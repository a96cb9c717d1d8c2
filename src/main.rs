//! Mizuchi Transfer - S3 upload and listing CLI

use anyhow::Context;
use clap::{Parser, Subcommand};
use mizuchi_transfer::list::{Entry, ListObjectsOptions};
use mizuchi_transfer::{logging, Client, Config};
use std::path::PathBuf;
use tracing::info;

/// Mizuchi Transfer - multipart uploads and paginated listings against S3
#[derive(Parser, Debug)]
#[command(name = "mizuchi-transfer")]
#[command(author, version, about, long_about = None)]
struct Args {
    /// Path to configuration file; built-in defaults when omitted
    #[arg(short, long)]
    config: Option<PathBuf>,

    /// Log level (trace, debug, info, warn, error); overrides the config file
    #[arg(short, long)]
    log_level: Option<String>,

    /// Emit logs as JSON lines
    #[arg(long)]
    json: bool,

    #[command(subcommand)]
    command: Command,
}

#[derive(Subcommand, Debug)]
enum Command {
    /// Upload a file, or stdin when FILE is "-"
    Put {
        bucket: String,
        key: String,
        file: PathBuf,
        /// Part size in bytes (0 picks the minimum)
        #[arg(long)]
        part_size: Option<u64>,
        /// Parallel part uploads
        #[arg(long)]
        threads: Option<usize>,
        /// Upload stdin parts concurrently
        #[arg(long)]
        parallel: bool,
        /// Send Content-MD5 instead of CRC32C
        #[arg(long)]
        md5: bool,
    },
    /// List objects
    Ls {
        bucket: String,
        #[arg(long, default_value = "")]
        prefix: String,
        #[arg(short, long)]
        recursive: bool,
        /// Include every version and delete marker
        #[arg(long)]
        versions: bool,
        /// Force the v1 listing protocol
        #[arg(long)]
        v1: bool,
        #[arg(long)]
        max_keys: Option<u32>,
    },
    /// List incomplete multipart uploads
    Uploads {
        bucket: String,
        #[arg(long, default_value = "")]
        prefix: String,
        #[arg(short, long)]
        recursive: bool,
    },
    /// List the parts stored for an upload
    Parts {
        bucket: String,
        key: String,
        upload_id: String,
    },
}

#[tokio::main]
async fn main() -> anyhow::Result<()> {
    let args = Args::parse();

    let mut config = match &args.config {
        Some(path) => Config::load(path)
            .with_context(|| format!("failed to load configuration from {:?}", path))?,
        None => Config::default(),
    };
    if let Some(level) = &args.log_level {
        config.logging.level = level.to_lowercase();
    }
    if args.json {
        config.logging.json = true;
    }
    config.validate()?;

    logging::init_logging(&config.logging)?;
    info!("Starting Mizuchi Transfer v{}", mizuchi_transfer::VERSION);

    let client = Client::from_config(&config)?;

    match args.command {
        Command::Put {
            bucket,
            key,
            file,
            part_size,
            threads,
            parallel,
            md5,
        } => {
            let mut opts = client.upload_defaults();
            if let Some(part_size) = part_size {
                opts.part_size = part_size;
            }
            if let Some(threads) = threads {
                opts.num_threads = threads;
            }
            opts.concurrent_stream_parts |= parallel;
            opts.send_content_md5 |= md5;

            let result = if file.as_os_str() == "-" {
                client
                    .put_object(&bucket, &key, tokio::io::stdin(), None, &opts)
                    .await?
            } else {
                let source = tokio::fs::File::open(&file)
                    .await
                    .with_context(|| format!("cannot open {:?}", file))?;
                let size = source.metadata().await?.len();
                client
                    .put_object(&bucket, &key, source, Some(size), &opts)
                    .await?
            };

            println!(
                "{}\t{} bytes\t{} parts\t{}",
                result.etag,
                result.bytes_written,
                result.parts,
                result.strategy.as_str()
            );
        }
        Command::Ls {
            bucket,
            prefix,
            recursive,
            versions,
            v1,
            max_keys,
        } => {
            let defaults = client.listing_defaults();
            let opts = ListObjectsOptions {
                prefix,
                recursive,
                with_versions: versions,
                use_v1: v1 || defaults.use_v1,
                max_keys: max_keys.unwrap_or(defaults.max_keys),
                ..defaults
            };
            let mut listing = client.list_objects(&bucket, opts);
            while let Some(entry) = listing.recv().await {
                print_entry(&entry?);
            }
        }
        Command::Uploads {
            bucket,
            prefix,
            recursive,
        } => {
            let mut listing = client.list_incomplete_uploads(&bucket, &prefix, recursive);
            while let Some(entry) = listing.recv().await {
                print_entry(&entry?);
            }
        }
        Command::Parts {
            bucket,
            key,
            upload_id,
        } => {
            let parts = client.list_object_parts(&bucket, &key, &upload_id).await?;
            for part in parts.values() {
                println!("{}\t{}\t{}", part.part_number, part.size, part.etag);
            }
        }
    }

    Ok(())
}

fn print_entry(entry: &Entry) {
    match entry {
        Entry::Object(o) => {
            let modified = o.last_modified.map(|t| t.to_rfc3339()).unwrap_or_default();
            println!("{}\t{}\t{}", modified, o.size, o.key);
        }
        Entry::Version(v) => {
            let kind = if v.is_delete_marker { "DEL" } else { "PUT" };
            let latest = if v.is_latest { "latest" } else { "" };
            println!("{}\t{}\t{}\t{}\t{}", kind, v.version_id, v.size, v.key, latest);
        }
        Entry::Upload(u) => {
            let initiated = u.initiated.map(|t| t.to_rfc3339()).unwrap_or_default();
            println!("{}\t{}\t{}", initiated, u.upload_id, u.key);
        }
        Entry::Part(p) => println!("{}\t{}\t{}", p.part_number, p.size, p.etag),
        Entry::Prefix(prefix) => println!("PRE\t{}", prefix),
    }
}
----
Using only the listing above, restate exactly the lines from the line containing "for an upload" through the line containing "let mut config", both included.

    /// List the parts stored for an upload
    Parts {
        bucket: String,
        key: String,
        upload_id: String,
    },
}

#[tokio::main]
async fn main() -> anyhow::Result<()> {
    let args = Args::parse();

    let mut config = match &args.config {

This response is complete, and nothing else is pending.